Como he compartido ambos artículos por las diferentes redes sociales por las que me muevo es más que probable que ya hayas leído los textos. Sea como sea me parecía interesante facilitar el modo de encontrarlos para aquellos que no los hayan leído o por si alguien quiere encontrar los enlaces más adelante. Pero ya que has llegado hasta aquí y para no dejar una entrada excesivamente plana te añado algunas reflexiones que no cabían en los artículos y que aprovecho para compartir con este motivo.

Me parece importante que el problema de la desigualdad vaya ocupando cada vez más espacios en los medios de comunicación y en los debates políticos. Cuando comencé a escribir "El síndrome" hace alrededor de cuatro años, el tema no estaba en la calle, al menos no de la forma en que lo está ahora, y de hecho el libro comienza con una reflexión sobre esa realidad.

Ahora se habla cada vez más de desigualdad y de pobreza. Ocupa el centro de las preocupaciones de los partidos de la izquierda y está presente en los medios, pero me preocupa sobremanera otra cosa; me da la sensación de que no estamos consiguiendo reflexionar ni comunicar con la suficiente eficiencia sobre este tema. Aquellos que no participan de los puntos de vista de la izquierda, incluso buena parte de ellos, siguen prisioneros de la narrativa neoliberal, al menos en sus aspectos más profundos. Se entiende el problema de forma abstracta pero no se percibe en la cercanía, no se toca ni su dimensión, ni su gravedad y, sobre todo, no se piensa o se reflexiona desde otro punto de vista, desde otro marco conceptual. Creo que nos ha hecho mucho daño el marco arriba-abajo porque no confronta o sustituye el marco neoliberal. Lo he dicho en otras ocasiones.
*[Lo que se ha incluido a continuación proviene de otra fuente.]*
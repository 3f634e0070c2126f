//! Start conditions a node can carry: event filters, timers, conditionals.

use serde::{Deserialize, Serialize};

/// Reserved marker separating a cycle expression from its repeat-limit suffix.
///
/// `"PT5M###3"` means: cycle every five minutes, at most three firings. The
/// linker splits the suffix off before the timer is registered.
pub const CYCLE_REPEAT_SEPARATOR: &str = "###";

/// A start condition attached to a node.
#[derive(Debug, Clone, PartialEq, Serialize, Deserialize)]
pub enum Trigger {
    /// Start when an external event matching one of the filters arrives.
    Event { filters: Vec<EventFilter> },
    /// Start when the external scheduler fires the timer.
    Timer { spec: TimerSpec },
    /// Start when explicitly asked for a conditional start; `condition` names
    /// a predicate registered with the runtime.
    Conditional { condition: String },
}

impl Trigger {
    pub fn event(filters: Vec<EventFilter>) -> Self {
        Trigger::Event { filters }
    }

    pub fn timer(spec: TimerSpec) -> Self {
        Trigger::Timer { spec }
    }

    pub fn conditional(condition: impl Into<String>) -> Self {
        Trigger::Conditional {
            condition: condition.into(),
        }
    }
}

/// Matches an inbound signal channel against an expected event type.
#[derive(Debug, Clone, PartialEq, Eq, Serialize, Deserialize)]
pub struct EventFilter {
    pub event_type: String,
}

impl EventFilter {
    pub fn new(event_type: impl Into<String>) -> Self {
        Self {
            event_type: event_type.into(),
        }
    }

    pub fn accepts(&self, channel: &str) -> bool {
        self.event_type == channel
    }
}

/// Timer specification. Expressions are opaque to the engine; the external
/// scheduler interprets them and injects a synthetic signal when firing.
#[derive(Debug, Clone, PartialEq, Eq, Serialize, Deserialize)]
pub enum TimerSpec {
    /// Fire once after a delay, e.g. `"PT30S"`.
    Duration(String),
    /// Fire repeatedly; `repeat_limit` caps the number of firings.
    Cycle {
        expression: String,
        repeat_limit: Option<u32>,
    },
    /// Fire once at a fixed point in time.
    Date(String),
}

impl TimerSpec {
    pub fn duration(expression: impl Into<String>) -> Self {
        TimerSpec::Duration(expression.into())
    }

    /// A cycle spec as authored; any repeat-limit suffix stays embedded until
    /// the linker splits it.
    pub fn cycle(expression: impl Into<String>) -> Self {
        TimerSpec::Cycle {
            expression: expression.into(),
            repeat_limit: None,
        }
    }

    pub fn date(expression: impl Into<String>) -> Self {
        TimerSpec::Date(expression.into())
    }
}

#[cfg(test)]
mod tests {
    use super::*;

    #[test]
    fn test_filter_accepts_exact_channel_only() {
        let filter = EventFilter::new("order-placed");
        assert!(filter.accepts("order-placed"));
        assert!(!filter.accepts("order-cancelled"));
        assert!(!filter.accepts("order-placed-v2"));
    }

    #[test]
    fn test_cycle_keeps_raw_expression() {
        let spec = TimerSpec::cycle("PT5M###3");
        assert_eq!(
            spec,
            TimerSpec::Cycle {
                expression: "PT5M###3".to_string(),
                repeat_limit: None,
            }
        );
    }

    #[test]
    fn test_trigger_constructors() {
        let t = Trigger::event(vec![EventFilter::new("go")]);
        assert!(matches!(t, Trigger::Event { ref filters } if filters.len() == 1));
        assert!(matches!(
            Trigger::conditional("ready"),
            Trigger::Conditional { ref condition } if condition == "ready"
        ));
    }
}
Este marco es muy funcional desde el punto de vista electoral, pero lo es mucho menos desde el punto de vista de la transformación real de la forma de percibir la realidad que tienen la mayoría de nuestros compatriotas. Si no conseguimos abordar este problema de fondo que es de comunicación, pero sobre todo de conceptualización, no conseguiremos cambiar nada porque no se entenderá lo que queramos hacer y, fundamentalmente, no se compartirá emocionalmente. Parecerá exagerado o fuera de lugar.
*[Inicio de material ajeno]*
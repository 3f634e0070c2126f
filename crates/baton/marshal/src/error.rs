//! Snapshot error taxonomy.
//!
//! Every variant is fatal to the read or write it occurred in; a snapshot is
//! never partially applied. Signature problems get their own variants,
//! distinct from decode and strategy failures, because they are
//! non-retryable: retrying the same bytes against the same keys can never
//! succeed, and callers may want to alert on them separately.

use baton_types::EngineError;
use thiserror::Error;

/// Error raised while writing or reading a snapshot.
#[derive(Debug, Error)]
pub enum MarshalError {
    /// Envelope or payload bytes did not parse.
    #[error("malformed snapshot: {0}")]
    Decode(#[from] prost::DecodeError),

    /// Reading from a stream failed before parsing began.
    #[error("snapshot read failed: {0}")]
    Io(#[from] std::io::Error),

    /// The snapshot's strategy table names a strategy the registry does not
    /// hold. Fail-fast on read, before any payload field is decoded.
    #[error("no marshalling strategy registered under '{0}'")]
    UnknownStrategy(String),

    /// No registered strategy accepts a value being written.
    #[error("no marshalling strategy accepts variable '{0}'")]
    UnsupportedVariable(String),

    /// A variable references a strategy index missing from the envelope's
    /// table.
    #[error("strategy index {0} is not in the snapshot's strategy table")]
    BadStrategyIndex(u32),

    /// A strategy failed to encode or decode one variable.
    #[error("strategy '{strategy}' failed on variable '{name}': {reason}")]
    Strategy {
        strategy: String,
        name: String,
        reason: String,
    },

    /// Signing is configured but the snapshot carries no signature.
    #[error("signing is configured but the snapshot carries no signature")]
    SignatureAbsent,

    /// The snapshot is signed but the reader is not configured for signing.
    #[error("snapshot carries a signature but signing is not configured")]
    SignatureUnexpected,

    /// The signature bytes did not verify against the payload.
    #[error("snapshot signature verification failed for key alias '{0}'")]
    SignatureInvalid(String),

    /// The snapshot names a signing key the reader does not hold.
    #[error("snapshot signed under unknown key alias '{0}'")]
    UnknownKeyAlias(String),

    /// A decoded field held a value the domain model cannot represent.
    #[error("malformed snapshot field: {0}")]
    Malformed(String),
}

impl MarshalError {
    /// Signature variants are never worth retrying against the same bytes.
    pub fn is_signature_failure(&self) -> bool {
        matches!(
            self,
            MarshalError::SignatureAbsent
                | MarshalError::SignatureUnexpected
                | MarshalError::SignatureInvalid(_)
                | MarshalError::UnknownKeyAlias(_)
        )
    }
}

/// Snapshot-backed stores surface marshalling failures through the engine's
/// error type.
impl From<MarshalError> for EngineError {
    fn from(err: MarshalError) -> Self {
        EngineError::IllegalState(err.to_string())
    }
}

pub type MarshalResult<T> = Result<T, MarshalError>;

#[cfg(test)]
mod tests {
    use super::*;

    #[test]
    fn test_signature_variants_are_flagged_non_retryable() {
        assert!(MarshalError::SignatureAbsent.is_signature_failure());
        assert!(MarshalError::SignatureUnexpected.is_signature_failure());
        assert!(MarshalError::SignatureInvalid("prod".to_string()).is_signature_failure());
        assert!(MarshalError::UnknownKeyAlias("old".to_string()).is_signature_failure());
        assert!(!MarshalError::UnknownStrategy("json".to_string()).is_signature_failure());
    }

    #[test]
    fn test_bridges_into_engine_error() {
        let err: EngineError = MarshalError::UnknownStrategy("json".to_string()).into();
        assert!(matches!(err, EngineError::IllegalState(_)));
        assert!(err.to_string().contains("json"));
    }
}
George Lakoff explica muy bien este tipo de problemas en sus libros y yo he intentado concretar algo en los dos que he publicado y en varias entradas de este blog. Creo que conviene reflexionar sobre las formas de conceptualizar la realidad, sólo concibiéndolas de otra manera es posible cambiarlas desde su raiz. Precisamente por este motivo llevo ya más de dos años a vueltas con el valor de la libertad (creo que estoy próximo a acabar el trabajo de elaboración). Convendrá no perder de vista la necesidad de repensar y reflexionar sobre la forma en que entendemos este valor para ofrecer una forma de entenderlo que nos aleje del paradigma neoliberal que tanto sufrimiento provoca, pero al mismo tiempo nos impida caer en los muy diferentes errores del pasado de la izquierda.